- _WORK TO COMPLETE_:
How many lines in these records include the string "ResolvedStamp"? Reply with that number alone.

- _DATASET EXTRACT_:
BEGIN

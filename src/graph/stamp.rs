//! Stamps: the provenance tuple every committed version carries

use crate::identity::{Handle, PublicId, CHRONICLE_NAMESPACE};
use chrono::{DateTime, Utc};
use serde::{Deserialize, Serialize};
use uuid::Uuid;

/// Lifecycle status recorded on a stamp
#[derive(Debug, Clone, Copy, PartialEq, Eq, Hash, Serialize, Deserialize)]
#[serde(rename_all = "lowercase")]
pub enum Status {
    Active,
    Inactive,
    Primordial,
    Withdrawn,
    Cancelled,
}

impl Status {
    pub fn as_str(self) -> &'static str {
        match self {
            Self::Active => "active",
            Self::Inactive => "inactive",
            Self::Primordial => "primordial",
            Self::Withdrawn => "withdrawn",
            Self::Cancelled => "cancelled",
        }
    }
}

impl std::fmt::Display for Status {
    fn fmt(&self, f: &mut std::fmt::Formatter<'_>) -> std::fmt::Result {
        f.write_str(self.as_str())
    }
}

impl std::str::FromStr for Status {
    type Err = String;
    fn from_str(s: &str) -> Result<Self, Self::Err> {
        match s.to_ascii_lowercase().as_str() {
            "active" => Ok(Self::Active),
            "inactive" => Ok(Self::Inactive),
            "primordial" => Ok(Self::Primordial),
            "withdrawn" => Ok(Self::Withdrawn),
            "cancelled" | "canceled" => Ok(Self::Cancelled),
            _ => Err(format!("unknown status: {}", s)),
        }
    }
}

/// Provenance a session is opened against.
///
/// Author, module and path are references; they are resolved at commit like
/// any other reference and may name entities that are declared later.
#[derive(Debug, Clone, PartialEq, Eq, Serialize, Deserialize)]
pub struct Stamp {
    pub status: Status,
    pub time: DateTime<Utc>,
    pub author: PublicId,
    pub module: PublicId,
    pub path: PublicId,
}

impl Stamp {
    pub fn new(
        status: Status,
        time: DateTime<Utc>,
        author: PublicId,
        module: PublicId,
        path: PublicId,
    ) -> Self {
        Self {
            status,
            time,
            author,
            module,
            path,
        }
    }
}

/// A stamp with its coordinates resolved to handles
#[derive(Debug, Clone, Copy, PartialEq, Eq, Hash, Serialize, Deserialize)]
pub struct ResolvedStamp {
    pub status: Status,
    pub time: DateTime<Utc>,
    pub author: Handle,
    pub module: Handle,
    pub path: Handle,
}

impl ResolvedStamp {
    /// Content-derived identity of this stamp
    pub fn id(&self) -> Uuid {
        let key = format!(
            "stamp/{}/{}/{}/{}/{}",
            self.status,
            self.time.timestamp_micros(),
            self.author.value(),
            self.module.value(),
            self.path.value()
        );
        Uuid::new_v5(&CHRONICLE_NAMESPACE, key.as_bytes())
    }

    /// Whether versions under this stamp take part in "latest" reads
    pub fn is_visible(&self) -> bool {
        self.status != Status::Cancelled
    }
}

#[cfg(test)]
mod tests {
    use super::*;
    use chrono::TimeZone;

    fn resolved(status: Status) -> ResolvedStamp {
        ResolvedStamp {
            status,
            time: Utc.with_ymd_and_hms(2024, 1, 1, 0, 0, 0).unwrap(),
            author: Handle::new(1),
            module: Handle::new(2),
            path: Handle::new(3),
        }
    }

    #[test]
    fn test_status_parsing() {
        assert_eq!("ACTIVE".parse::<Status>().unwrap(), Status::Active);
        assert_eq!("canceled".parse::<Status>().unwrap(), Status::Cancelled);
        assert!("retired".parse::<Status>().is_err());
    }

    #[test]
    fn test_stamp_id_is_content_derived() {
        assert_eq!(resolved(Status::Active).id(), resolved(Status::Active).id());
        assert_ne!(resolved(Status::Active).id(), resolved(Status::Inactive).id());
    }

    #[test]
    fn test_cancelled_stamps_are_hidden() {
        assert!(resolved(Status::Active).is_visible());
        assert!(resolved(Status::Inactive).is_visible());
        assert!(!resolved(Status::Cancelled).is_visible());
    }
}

END

- _TASK SOLUTION_:
4